CARL BIGGAN, PETITIONER
v.
SUPERINTENDENT PALAKOVICH, RESPONDENT



The opinion of the court was delivered by: Judge Jones

MEMORANDUM

THE BACKGROUND OF THIS MEMORANDUM IS AS FOLLOWS:

Petitioner, Carl Biggan ("Petitioner" or "Biggan"), filed the instant petition for writ of habeas corpus ("Petition") pursuant to 28 U.S.C. § 2254. He attacks a sentence imposed by the Court of Common Pleas for Luzerne County, Pennsylvania. (Rec. Doc. 1). A response and traverse having been filed, the Petition is ripe for disposition. For the reasons set forth below, the Petition will be denied.

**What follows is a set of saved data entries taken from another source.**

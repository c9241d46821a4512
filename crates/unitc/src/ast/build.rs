//! Hand-built trees for tests and embedding
//!
//! Every node gets the next id and the one-byte span `id..id + 1`, so
//! diagnostics can be matched back to the node that produced them.

use super::{
    BinaryOp, Block, CondBranch, Expr, ExprKind, FunctionDecl, Item, NodeId, Param, Program, Stmt,
    StmtKind, TypeRef, UnaryOp,
};
use crate::common::Span;

#[derive(Debug, Default)]
pub struct TreeBuilder {
    next: u32,
}

impl TreeBuilder {
    pub fn new() -> Self {
        Self::default()
    }

    fn next_id(&mut self) -> (NodeId, Span) {
        let id = self.next;
        self.next += 1;
        (NodeId(id), Span::new(id as usize, id as usize + 1))
    }

    fn expr(&mut self, kind: ExprKind) -> Expr {
        let (id, span) = self.next_id();
        Expr::new(id, kind, span)
    }

    fn stmt(&mut self, kind: StmtKind) -> Stmt {
        let (id, span) = self.next_id();
        Stmt::new(id, kind, span)
    }

    // ===== expressions

    pub fn number(&mut self, value: f64) -> Expr {
        self.expr(ExprKind::Number { value, unit: None })
    }

    /// `5 km`
    pub fn measure(&mut self, value: f64, unit: &str) -> Expr {
        self.expr(ExprKind::Number {
            value,
            unit: Some(unit.to_string()),
        })
    }

    pub fn text(&mut self, value: &str) -> Expr {
        self.expr(ExprKind::Text {
            value: value.to_string(),
        })
    }

    pub fn flag(&mut self, value: bool) -> Expr {
        self.expr(ExprKind::Flag { value })
    }

    pub fn var(&mut self, name: &str) -> Expr {
        self.expr(ExprKind::Var {
            name: name.to_string(),
        })
    }

    pub fn unary(&mut self, op: UnaryOp, operand: Expr) -> Expr {
        self.expr(ExprKind::Unary {
            op,
            operand: Box::new(operand),
        })
    }

    pub fn binary(&mut self, op: BinaryOp, left: Expr, right: Expr) -> Expr {
        self.expr(ExprKind::Binary {
            op,
            left: Box::new(left),
            right: Box::new(right),
        })
    }

    pub fn cast(&mut self, unit: &str, expr: Expr) -> Expr {
        self.expr(ExprKind::Cast {
            unit: unit.to_string(),
            expr: Box::new(expr),
        })
    }

    pub fn call(&mut self, callee: &str, args: Vec<Expr>) -> Expr {
        self.expr(ExprKind::Call {
            callee: callee.to_string(),
            args,
        })
    }

    // ===== statements

    pub fn declare(&mut self, ty: TypeRef, name: &str, init: Option<Expr>) -> Stmt {
        self.stmt(StmtKind::VarDecl {
            ty,
            name: name.to_string(),
            init,
        })
    }

    pub fn assign(&mut self, target: &str, value: Expr) -> Stmt {
        self.stmt(StmtKind::Assign {
            target: target.to_string(),
            value,
        })
    }

    pub fn if_chain(&mut self, branches: Vec<(Expr, Block)>, otherwise: Option<Block>) -> Stmt {
        let branches = branches
            .into_iter()
            .map(|(condition, body)| CondBranch { condition, body })
            .collect();
        self.stmt(StmtKind::If {
            branches,
            otherwise,
        })
    }

    pub fn while_loop(&mut self, condition: Expr, body: Block) -> Stmt {
        self.stmt(StmtKind::While { condition, body })
    }

    pub fn for_loop(
        &mut self,
        init: Option<Stmt>,
        condition: Option<Expr>,
        update: Option<Stmt>,
        body: Block,
    ) -> Stmt {
        self.stmt(StmtKind::For {
            init: init.map(Box::new),
            condition,
            update: update.map(Box::new),
            body,
        })
    }

    pub fn ret(&mut self, value: Option<Expr>) -> Stmt {
        self.stmt(StmtKind::Return { value })
    }

    pub fn print(&mut self, value: Expr) -> Stmt {
        self.stmt(StmtKind::Print { value })
    }

    pub fn expr_stmt(&mut self, expr: Expr) -> Stmt {
        self.stmt(StmtKind::Expr { expr })
    }

    pub fn block(&mut self, stmts: Vec<Stmt>) -> Block {
        let span = match (stmts.first(), stmts.last()) {
            (Some(first), Some(last)) => first.span.merge(last.span),
            _ => Span::default(),
        };
        Block::new(stmts, span)
    }

    // ===== items

    pub fn function(
        &mut self,
        name: &str,
        params: &[(&str, TypeRef)],
        ret: Option<TypeRef>,
        body: Vec<Stmt>,
    ) -> FunctionDecl {
        let params = params
            .iter()
            .map(|(name, ty)| {
                let (_, span) = self.next_id();
                Param {
                    name: (*name).to_string(),
                    ty: ty.clone(),
                    span,
                }
            })
            .collect();
        let body = self.block(body);
        let (id, span) = self.next_id();
        FunctionDecl {
            id,
            name: name.to_string(),
            params,
            ret,
            body,
            is_entry: false,
            span,
        }
    }

    /// An entry point without parameters or return value
    pub fn entry(&mut self, name: &str, body: Vec<Stmt>) -> FunctionDecl {
        FunctionDecl {
            is_entry: true,
            ..self.function(name, &[], None, body)
        }
    }
}

impl Program {
    /// Assemble a program from global statements followed by functions
    pub fn from_parts(globals: Vec<Stmt>, functions: Vec<FunctionDecl>) -> Self {
        let items = globals
            .into_iter()
            .map(Item::Global)
            .chain(functions.into_iter().map(Item::Function))
            .collect();
        Program::new(items)
    }
}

FACTUAL BACKGROUND/PROCEDURAL HISTORY:

On June 5, 2000, Biggan was found guilty of two (2) counts of aggravated assault and one (1) count of prohibited offensive weapon, and was sentenced to an aggregate term of one hundred twenty-four (124) to three hundred (300) months imprisonment. (Rec. Doc. 2, Appendix B, Pennsylvania Superior Court Memorandum and Opinion dated July 27, 2004). On direct appeal the Superior Court determined that the evidence was insufficient to sustain the conviction for prohibited offensive weapons. See Commonwealth v. Biggan, 778 A.2d 731 (Pa. Super. 2001). Accordingly, the Superior Court vacated only the portion of the judgment of sentence pertaining to the prohibited offensive weapon offense. Id. Biggan's aggregate term of incarceration was thus reduced by sixteen to sixty months. Id. On May 11, 2001, the trial court entered an amended order of sentence consistent with the Pennsylvania Superior Court's opinion, and sentenced Biggan to a term of one hundred eight (108) to two hundred forty (240) months imprisonment. No direct appeal to the Superior Court of Pennsylvania was filed.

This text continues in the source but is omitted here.